## DATA RECORDS
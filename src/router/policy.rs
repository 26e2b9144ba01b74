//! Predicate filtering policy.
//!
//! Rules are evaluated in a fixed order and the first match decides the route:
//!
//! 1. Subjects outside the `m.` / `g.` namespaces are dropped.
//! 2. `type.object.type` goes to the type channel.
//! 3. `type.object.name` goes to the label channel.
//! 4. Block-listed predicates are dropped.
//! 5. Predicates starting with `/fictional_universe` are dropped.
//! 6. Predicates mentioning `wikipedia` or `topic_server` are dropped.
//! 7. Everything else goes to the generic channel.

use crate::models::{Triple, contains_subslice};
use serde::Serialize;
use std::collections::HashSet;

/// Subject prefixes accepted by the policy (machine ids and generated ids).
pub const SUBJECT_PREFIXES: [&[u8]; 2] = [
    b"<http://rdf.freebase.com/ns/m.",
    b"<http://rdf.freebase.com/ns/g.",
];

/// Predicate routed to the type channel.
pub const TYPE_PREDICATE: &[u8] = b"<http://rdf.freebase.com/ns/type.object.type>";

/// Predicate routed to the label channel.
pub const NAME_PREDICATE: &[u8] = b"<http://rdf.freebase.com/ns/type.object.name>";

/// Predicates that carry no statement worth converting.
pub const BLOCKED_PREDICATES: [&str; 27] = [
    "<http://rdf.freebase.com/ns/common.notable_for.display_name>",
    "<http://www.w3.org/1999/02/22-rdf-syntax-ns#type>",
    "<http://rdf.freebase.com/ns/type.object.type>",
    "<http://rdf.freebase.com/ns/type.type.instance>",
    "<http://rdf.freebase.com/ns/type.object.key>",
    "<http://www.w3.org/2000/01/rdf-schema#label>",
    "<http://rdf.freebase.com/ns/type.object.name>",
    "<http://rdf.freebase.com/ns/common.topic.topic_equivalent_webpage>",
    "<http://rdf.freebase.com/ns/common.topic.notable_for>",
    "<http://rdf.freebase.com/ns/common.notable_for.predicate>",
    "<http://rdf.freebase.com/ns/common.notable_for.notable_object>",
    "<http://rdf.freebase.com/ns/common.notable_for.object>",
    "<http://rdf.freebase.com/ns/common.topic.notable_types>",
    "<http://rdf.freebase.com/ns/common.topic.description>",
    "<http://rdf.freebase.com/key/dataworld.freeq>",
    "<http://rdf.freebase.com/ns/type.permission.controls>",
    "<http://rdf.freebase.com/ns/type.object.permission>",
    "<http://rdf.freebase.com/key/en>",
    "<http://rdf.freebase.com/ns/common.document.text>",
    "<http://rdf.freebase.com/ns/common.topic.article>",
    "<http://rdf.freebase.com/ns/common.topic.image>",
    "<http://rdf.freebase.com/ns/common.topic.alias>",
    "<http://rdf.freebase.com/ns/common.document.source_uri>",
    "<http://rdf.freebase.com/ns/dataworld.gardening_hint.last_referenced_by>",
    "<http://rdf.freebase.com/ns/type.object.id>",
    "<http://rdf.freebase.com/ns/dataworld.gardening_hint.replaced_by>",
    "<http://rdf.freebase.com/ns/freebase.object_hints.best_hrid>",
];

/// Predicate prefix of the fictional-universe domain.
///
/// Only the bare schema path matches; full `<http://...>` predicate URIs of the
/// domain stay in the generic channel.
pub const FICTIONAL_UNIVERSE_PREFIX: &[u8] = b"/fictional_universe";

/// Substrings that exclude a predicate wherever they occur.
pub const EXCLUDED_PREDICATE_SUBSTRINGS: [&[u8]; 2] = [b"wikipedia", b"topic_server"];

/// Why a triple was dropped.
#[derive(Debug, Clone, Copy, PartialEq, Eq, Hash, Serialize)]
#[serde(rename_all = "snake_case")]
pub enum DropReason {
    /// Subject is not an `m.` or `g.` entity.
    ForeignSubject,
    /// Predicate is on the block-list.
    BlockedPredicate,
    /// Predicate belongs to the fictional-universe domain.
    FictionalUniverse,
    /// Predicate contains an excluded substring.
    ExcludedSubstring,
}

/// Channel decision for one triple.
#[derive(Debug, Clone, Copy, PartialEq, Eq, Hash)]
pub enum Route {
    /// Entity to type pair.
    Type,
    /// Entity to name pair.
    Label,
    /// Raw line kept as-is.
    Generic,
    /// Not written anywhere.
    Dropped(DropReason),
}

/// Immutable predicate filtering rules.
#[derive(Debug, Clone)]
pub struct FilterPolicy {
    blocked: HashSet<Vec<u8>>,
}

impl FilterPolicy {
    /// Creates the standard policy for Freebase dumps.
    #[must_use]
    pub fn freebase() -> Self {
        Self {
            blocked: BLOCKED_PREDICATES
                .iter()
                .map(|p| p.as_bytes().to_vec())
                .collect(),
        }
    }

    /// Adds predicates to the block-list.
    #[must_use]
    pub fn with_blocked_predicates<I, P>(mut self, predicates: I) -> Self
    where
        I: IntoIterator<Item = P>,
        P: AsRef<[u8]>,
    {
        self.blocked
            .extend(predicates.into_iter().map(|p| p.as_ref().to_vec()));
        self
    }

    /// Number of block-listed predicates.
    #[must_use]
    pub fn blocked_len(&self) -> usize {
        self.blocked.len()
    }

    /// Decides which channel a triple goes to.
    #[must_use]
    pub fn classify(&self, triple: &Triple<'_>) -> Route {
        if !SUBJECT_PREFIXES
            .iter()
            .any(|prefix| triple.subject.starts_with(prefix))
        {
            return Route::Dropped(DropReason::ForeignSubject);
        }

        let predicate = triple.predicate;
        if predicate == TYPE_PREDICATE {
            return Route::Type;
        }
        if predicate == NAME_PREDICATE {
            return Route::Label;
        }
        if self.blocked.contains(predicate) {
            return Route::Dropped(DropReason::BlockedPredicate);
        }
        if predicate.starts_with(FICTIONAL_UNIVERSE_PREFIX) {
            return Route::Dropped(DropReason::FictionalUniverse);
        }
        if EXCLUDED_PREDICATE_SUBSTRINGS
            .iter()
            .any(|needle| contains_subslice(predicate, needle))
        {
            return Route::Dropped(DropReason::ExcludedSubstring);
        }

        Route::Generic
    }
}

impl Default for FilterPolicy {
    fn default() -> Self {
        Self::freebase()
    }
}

## DIRECTIONS FOR THIS TASK
Please transcribe the entries above exactly as written.

## RESULT OF THE TASK
filename src/router/policy.rs
repository 26e2b9144ba01b74
//! Predicate filtering policy.
//!
//! Rules are evaluated in a fixed order and the first match decides the route:
//!
//! 1. Subjects outside the `m.` / `g.` namespaces are dropped.
//! 2. `type.object.type` goes to the type channel.
//! 3. `type.object.name` goes to the label channel.
//! 4. Block-listed predicates are dropped.
//! 5. Predicates starting with `/fictional_universe` are dropped.
//! 6. Predicates mentioning `wikipedia` or `topic_server` are dropped.
//! 7. Everything else goes to the generic channel.

use crate::models::{Triple, contains_subslice};
use serde::Serialize;
use std::collections::HashSet;

/// Subject prefixes accepted by the policy (machine ids and generated ids).
pub const SUBJECT_PREFIXES: [&[u8]; 2] = [
    b"<http://rdf.freebase.com/ns/m.",
    b"<http://rdf.freebase.com/ns/g.",
];

/// Predicate routed to the type channel.
pub const TYPE_PREDICATE: &[u8] = b"<http://rdf.freebase.com/ns/type.object.type>";

/// Predicate routed to the label channel.
pub const NAME_PREDICATE: &[u8] = b"<http://rdf.freebase.com/ns/type.object.name>";

/// Predicates that carry no statement worth converting.
pub const BLOCKED_PREDICATES: [&str; 27] = [
    "<http://rdf.freebase.com/ns/common.notable_for.display_name>",
    "<http://www.w3.org/1999/02/22-rdf-syntax-ns#type>",
    "<http://rdf.freebase.com/ns/type.object.type>",
    "<http://rdf.freebase.com/ns/type.type.instance>",
    "<http://rdf.freebase.com/ns/type.object.key>",
    "<http://www.w3.org/2000/01/rdf-schema#label>",
    "<http://rdf.freebase.com/ns/type.object.name>",
    "<http://rdf.freebase.com/ns/common.topic.topic_equivalent_webpage>",
    "<http://rdf.freebase.com/ns/common.topic.notable_for>",
    "<http://rdf.freebase.com/ns/common.notable_for.predicate>",
    "<http://rdf.freebase.com/ns/common.notable_for.notable_object>",
    "<http://rdf.freebase.com/ns/common.notable_for.object>",
    "<http://rdf.freebase.com/ns/common.topic.notable_types>",
    "<http://rdf.freebase.com/ns/common.topic.description>",
    "<http://rdf.freebase.com/key/dataworld.freeq>",
    "<http://rdf.freebase.com/ns/type.permission.controls>",
    "<http://rdf.freebase.com/ns/type.object.permission>",
    "<http://rdf.freebase.com/key/en>",
    "<http://rdf.freebase.com/ns/common.document.text>",
    "<http://rdf.freebase.com/ns/common.topic.article>",
    "<http://rdf.freebase.com/ns/common.topic.image>",
    "<http://rdf.freebase.com/ns/common.topic.alias>",
    "<http://rdf.freebase.com/ns/common.document.source_uri>",
    "<http://rdf.freebase.com/ns/dataworld.gardening_hint.last_referenced_by>",
    "<http://rdf.freebase.com/ns/type.object.id>",
    "<http://rdf.freebase.com/ns/dataworld.gardening_hint.replaced_by>",
    "<http://rdf.freebase.com/ns/freebase.object_hints.best_hrid>",
];

/// Predicate prefix of the fictional-universe domain.
///
/// Only the bare schema path matches; full `<http://...>` predicate URIs of the
/// domain stay in the generic channel.
pub const FICTIONAL_UNIVERSE_PREFIX: &[u8] = b"/fictional_universe";

/// Substrings that exclude a predicate wherever they occur.
pub const EXCLUDED_PREDICATE_SUBSTRINGS: [&[u8]; 2] = [b"wikipedia", b"topic_server"];

/// Why a triple was dropped.
#[derive(Debug, Clone, Copy, PartialEq, Eq, Hash, Serialize)]
#[serde(rename_all = "snake_case")]
pub enum DropReason {
    /// Subject is not an `m.` or `g.` entity.
    ForeignSubject,
    /// Predicate is on the block-list.
    BlockedPredicate,
    /// Predicate belongs to the fictional-universe domain.
    FictionalUniverse,
    /// Predicate contains an excluded substring.
    ExcludedSubstring,
}

/// Channel decision for one triple.
#[derive(Debug, Clone, Copy, PartialEq, Eq, Hash)]
pub enum Route {
    /// Entity to type pair.
    Type,
    /// Entity to name pair.
    Label,
    /// Raw line kept as-is.
    Generic,
    /// Not written anywhere.
    Dropped(DropReason),
}

/// Immutable predicate filtering rules.
#[derive(Debug, Clone)]
pub struct FilterPolicy {
    blocked: HashSet<Vec<u8>>,
}

impl FilterPolicy {
    /// Creates the standard policy for Freebase dumps.
    #[must_use]
    pub fn freebase() -> Self {
        Self {
            blocked: BLOCKED_PREDICATES
                .iter()
                .map(|p| p.as_bytes().to_vec())
                .collect(),
        }
    }

    /// Adds predicates to the block-list.
    #[must_use]
    pub fn with_blocked_predicates<I, P>(mut self, predicates: I) -> Self
    where
        I: IntoIterator<Item = P>,
        P: AsRef<[u8]>,
    {
        self.blocked
            .extend(predicates.into_iter().map(|p| p.as_ref().to_vec()));
        self
    }

    /// Number of block-listed predicates.
    #[must_use]
    pub fn blocked_len(&self) -> usize {
        self.blocked.len()
    }

    /// Decides which channel a triple goes to.
    #[must_use]
    pub fn classify(&self, triple: &Triple<'_>) -> Route {
        if !SUBJECT_PREFIXES
            .iter()
            .any(|prefix| triple.subject.starts_with(prefix))
        {
            return Route::Dropped(DropReason::ForeignSubject);
        }

        let predicate = triple.predicate;
        if predicate == TYPE_PREDICATE {
            return Route::Type;
        }
        if predicate == NAME_PREDICATE {
            return Route::Label;
        }
        if self.blocked.contains(predicate) {
            return Route::Dropped(DropReason::BlockedPredicate);
        }
        if predicate.starts_with(FICTIONAL_UNIVERSE_PREFIX) {
            return Route::Dropped(DropReason::FictionalUniverse);
        }
        if EXCLUDED_PREDICATE_SUBSTRINGS
            .iter()
            .any(|needle| contains_subslice(predicate, needle))
        {
            return Route::Dropped(DropReason::ExcludedSubstring);
        }

        Route::Generic
    }
}

impl Default for FilterPolicy {
    fn default() -> Self {
        Self::freebase()
    }
}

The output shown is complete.